* _Directions_: Locate every line in the records below that contains the word "Debug", and copy each one.

___ Source data

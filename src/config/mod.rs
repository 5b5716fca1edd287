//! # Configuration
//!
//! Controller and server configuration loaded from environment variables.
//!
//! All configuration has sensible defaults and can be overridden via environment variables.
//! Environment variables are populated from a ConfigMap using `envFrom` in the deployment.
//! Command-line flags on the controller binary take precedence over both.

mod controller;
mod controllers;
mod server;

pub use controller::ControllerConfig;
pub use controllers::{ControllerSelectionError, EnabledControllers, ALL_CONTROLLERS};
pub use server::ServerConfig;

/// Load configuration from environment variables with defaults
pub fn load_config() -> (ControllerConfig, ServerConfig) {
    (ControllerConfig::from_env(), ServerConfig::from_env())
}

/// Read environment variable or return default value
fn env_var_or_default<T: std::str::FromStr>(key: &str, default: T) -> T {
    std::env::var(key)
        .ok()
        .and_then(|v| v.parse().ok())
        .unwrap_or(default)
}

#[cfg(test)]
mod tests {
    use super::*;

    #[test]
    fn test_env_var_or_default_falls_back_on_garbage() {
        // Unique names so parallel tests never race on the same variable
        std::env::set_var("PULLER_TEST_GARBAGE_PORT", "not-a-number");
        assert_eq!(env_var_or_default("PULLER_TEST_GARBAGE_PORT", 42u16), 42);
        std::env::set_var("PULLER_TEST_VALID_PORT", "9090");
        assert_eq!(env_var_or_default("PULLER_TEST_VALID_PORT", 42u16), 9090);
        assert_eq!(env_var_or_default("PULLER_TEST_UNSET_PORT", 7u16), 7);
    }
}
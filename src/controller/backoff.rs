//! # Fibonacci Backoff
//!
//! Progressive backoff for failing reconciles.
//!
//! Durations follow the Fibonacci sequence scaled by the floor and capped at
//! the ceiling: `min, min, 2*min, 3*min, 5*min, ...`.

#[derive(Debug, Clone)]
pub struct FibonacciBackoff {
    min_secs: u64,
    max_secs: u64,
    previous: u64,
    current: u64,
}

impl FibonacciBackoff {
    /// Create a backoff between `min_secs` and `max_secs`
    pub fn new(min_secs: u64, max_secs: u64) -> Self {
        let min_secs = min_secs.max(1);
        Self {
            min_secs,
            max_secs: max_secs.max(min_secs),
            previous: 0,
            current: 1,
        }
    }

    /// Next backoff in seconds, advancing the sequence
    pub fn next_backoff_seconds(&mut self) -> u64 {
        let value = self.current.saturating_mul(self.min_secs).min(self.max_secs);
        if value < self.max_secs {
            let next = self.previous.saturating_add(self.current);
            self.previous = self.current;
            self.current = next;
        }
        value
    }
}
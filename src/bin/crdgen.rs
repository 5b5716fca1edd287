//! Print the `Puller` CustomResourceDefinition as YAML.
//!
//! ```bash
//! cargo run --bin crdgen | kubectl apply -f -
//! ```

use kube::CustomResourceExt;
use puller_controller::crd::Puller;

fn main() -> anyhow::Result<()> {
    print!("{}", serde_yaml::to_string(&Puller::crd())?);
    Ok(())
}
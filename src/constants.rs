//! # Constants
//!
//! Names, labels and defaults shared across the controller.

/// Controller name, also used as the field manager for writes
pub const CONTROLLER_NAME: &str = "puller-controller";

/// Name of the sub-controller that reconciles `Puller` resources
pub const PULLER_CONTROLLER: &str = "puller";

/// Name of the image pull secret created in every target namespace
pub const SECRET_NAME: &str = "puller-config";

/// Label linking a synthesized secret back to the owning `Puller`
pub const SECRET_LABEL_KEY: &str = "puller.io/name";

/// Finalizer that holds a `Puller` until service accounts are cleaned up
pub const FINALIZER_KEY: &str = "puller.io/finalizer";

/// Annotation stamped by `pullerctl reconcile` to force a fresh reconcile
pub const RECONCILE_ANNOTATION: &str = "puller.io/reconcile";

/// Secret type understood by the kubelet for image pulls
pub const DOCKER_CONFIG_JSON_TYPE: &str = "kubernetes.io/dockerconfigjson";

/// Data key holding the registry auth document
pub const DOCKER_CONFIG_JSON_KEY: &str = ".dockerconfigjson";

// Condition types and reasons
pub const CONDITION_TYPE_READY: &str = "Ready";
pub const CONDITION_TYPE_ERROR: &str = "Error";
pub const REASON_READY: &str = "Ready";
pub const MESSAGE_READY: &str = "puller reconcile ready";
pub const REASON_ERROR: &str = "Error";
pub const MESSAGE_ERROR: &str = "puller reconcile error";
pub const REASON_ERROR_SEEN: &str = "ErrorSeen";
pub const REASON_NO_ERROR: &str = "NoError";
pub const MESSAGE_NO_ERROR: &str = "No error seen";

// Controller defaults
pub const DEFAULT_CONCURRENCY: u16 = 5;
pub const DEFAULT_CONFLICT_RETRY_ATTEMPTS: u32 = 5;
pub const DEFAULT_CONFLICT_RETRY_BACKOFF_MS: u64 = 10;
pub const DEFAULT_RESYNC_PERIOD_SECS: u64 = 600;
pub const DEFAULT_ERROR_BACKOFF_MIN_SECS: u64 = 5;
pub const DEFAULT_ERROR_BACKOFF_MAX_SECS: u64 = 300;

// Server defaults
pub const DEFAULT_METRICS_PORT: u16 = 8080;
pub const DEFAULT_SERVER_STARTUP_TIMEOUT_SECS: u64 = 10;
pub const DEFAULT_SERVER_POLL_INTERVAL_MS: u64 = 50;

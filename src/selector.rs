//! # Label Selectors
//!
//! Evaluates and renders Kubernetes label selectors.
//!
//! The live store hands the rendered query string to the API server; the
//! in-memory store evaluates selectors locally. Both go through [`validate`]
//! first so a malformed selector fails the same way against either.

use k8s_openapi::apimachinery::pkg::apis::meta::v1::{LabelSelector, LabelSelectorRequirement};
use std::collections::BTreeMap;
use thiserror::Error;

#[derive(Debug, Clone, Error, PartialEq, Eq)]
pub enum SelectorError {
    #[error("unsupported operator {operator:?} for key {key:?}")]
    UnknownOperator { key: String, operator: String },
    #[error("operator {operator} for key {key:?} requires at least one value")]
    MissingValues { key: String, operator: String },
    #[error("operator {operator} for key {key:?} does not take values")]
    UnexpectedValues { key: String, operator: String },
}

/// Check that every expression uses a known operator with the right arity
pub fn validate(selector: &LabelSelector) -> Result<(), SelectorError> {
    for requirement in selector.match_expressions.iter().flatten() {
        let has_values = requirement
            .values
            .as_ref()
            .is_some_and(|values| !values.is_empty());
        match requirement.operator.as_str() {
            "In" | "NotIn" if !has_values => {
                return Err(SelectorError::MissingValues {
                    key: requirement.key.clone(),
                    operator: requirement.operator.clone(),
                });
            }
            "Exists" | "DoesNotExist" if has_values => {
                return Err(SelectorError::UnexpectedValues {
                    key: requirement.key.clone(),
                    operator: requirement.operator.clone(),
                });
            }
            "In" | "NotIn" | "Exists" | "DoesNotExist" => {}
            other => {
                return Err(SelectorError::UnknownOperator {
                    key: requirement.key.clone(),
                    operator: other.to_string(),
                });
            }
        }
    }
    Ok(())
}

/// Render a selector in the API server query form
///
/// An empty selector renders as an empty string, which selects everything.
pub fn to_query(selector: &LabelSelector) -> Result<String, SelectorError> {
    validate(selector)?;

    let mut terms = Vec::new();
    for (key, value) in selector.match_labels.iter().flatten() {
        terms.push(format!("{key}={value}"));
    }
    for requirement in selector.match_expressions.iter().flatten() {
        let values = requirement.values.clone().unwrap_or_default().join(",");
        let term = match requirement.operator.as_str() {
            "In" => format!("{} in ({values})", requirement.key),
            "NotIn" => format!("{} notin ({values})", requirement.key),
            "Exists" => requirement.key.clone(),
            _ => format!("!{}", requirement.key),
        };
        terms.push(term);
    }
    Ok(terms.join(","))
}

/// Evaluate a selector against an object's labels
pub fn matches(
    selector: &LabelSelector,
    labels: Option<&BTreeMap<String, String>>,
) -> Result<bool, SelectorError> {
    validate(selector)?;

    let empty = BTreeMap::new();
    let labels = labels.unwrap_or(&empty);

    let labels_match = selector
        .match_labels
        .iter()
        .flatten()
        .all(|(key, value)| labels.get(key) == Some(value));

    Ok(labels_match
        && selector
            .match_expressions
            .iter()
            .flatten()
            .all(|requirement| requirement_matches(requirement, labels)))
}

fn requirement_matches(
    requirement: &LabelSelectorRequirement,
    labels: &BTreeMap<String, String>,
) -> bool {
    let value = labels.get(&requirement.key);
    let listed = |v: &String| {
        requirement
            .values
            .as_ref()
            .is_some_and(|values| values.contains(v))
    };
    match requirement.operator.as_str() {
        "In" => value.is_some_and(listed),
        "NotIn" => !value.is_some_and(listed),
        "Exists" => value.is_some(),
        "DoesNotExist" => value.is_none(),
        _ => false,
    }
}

______

* _Result for this task_:
#[derive(Debug, Clone)]
#[derive(Debug, Clone, Error, PartialEq, Eq)]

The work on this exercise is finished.